▸ **YOUR ASSIGNMENT**
Report every line in the records below that holds the word "Ordering".

(Collected data)

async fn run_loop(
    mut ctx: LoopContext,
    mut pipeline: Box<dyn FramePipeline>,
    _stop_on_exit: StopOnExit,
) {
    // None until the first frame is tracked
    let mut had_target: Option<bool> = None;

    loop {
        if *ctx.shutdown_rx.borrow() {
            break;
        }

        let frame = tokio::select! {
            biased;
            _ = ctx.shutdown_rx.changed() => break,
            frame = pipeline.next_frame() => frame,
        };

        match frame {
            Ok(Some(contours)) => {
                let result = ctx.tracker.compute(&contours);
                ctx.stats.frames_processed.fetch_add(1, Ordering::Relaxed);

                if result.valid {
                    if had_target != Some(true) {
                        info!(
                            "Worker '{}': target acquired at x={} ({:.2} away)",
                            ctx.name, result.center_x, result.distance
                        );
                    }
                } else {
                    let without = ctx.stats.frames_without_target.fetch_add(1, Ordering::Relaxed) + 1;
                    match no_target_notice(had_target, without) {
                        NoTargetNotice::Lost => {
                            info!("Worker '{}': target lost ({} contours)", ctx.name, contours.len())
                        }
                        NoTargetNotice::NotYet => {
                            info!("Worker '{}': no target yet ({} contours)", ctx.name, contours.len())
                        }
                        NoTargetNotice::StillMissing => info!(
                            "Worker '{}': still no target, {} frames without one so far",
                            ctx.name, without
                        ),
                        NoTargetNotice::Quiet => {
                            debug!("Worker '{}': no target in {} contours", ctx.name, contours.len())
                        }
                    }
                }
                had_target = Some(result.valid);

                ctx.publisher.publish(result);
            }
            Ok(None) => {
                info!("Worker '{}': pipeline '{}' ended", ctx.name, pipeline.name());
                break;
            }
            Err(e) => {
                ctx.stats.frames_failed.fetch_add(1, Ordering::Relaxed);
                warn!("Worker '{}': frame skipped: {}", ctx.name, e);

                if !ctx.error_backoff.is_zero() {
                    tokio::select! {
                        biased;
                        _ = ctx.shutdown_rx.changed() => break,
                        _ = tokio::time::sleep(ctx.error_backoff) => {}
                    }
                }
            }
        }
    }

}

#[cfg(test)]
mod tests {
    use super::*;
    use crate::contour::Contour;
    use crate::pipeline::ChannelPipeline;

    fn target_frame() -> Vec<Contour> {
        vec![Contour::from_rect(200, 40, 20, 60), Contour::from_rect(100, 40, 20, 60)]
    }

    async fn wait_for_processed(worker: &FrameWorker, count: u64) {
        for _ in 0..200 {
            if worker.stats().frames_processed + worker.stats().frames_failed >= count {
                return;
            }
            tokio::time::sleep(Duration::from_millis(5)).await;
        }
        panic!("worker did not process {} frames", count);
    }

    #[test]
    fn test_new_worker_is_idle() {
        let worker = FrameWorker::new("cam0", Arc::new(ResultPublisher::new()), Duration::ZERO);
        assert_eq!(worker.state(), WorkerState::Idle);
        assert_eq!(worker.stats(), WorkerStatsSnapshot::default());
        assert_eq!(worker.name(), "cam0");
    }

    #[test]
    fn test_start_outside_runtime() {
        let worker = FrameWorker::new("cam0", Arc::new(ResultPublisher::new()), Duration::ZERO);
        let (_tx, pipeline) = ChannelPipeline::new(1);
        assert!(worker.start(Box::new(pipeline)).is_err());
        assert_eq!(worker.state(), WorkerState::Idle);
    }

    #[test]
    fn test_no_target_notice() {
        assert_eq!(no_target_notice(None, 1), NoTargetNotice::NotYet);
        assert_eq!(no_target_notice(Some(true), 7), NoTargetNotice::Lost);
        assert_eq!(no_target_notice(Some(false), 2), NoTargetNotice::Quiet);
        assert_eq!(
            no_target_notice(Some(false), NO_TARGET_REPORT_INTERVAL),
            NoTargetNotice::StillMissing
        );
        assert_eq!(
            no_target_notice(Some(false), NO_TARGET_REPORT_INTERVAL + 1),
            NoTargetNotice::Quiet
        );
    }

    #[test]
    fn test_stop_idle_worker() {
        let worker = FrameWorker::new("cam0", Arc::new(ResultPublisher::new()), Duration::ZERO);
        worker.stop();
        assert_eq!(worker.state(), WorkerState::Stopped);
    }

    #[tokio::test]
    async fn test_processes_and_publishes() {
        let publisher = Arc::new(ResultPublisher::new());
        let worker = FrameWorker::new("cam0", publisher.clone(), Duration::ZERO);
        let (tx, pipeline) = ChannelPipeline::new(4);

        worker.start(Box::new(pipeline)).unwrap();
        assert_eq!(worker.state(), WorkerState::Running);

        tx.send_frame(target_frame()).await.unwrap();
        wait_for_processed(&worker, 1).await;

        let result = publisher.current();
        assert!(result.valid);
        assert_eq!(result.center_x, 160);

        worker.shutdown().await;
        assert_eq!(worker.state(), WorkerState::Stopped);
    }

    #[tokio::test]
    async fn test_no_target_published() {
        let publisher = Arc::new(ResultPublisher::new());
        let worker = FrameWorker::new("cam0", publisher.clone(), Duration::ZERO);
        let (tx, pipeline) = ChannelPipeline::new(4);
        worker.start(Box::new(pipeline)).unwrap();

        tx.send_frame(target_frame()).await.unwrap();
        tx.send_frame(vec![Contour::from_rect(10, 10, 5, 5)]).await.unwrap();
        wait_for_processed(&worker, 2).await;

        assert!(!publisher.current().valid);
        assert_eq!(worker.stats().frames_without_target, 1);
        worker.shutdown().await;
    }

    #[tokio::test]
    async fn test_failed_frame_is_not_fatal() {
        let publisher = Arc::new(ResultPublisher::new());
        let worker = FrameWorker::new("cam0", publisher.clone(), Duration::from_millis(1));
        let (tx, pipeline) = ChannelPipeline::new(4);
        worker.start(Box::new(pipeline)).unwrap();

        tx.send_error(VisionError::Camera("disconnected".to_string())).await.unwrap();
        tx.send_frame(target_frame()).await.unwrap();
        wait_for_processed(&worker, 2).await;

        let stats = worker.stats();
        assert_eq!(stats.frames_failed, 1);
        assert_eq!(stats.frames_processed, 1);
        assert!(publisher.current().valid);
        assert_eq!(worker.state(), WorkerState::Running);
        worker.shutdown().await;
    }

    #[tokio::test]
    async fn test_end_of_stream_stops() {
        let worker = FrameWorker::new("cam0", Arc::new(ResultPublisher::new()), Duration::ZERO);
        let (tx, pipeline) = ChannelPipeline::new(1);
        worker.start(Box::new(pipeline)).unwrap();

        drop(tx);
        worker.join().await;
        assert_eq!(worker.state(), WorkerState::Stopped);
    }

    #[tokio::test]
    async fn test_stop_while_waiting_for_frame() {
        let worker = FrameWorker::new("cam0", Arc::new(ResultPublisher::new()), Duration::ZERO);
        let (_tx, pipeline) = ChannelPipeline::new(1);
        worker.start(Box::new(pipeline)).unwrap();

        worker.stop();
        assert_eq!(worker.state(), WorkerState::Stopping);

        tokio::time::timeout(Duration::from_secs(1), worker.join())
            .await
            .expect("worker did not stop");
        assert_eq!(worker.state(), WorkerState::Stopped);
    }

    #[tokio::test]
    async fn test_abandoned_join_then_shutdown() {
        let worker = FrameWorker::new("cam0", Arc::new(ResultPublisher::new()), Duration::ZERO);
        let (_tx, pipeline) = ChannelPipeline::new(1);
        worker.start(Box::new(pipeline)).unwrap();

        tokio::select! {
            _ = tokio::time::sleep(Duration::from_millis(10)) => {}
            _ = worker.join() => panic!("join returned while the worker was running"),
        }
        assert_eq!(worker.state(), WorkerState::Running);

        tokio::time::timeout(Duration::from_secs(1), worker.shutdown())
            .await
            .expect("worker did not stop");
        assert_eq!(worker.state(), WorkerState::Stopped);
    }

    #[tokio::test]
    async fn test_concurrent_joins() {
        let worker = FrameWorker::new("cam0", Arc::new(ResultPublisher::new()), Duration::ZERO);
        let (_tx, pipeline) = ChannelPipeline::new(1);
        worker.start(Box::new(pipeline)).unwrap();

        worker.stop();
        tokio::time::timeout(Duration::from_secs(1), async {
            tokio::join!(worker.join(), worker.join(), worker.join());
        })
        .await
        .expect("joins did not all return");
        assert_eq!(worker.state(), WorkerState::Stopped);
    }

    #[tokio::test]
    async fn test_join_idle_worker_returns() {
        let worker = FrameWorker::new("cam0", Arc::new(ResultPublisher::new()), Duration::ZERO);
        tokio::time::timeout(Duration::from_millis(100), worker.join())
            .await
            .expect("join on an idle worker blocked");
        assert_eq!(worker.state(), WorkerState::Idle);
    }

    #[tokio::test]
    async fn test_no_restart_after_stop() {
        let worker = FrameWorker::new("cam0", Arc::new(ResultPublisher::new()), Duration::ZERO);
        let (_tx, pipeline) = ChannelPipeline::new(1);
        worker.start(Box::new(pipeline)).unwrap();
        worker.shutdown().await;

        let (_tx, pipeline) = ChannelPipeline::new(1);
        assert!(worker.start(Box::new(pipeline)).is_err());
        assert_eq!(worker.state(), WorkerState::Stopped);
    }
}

▸ **ANSWER SPACE**
                ctx.stats.frames_processed.fetch_add(1, Ordering::Relaxed);
                    let without = ctx.stats.frames_without_target.fetch_add(1, Ordering::Relaxed) + 1;
                ctx.stats.frames_failed.fetch_add(1, Ordering::Relaxed);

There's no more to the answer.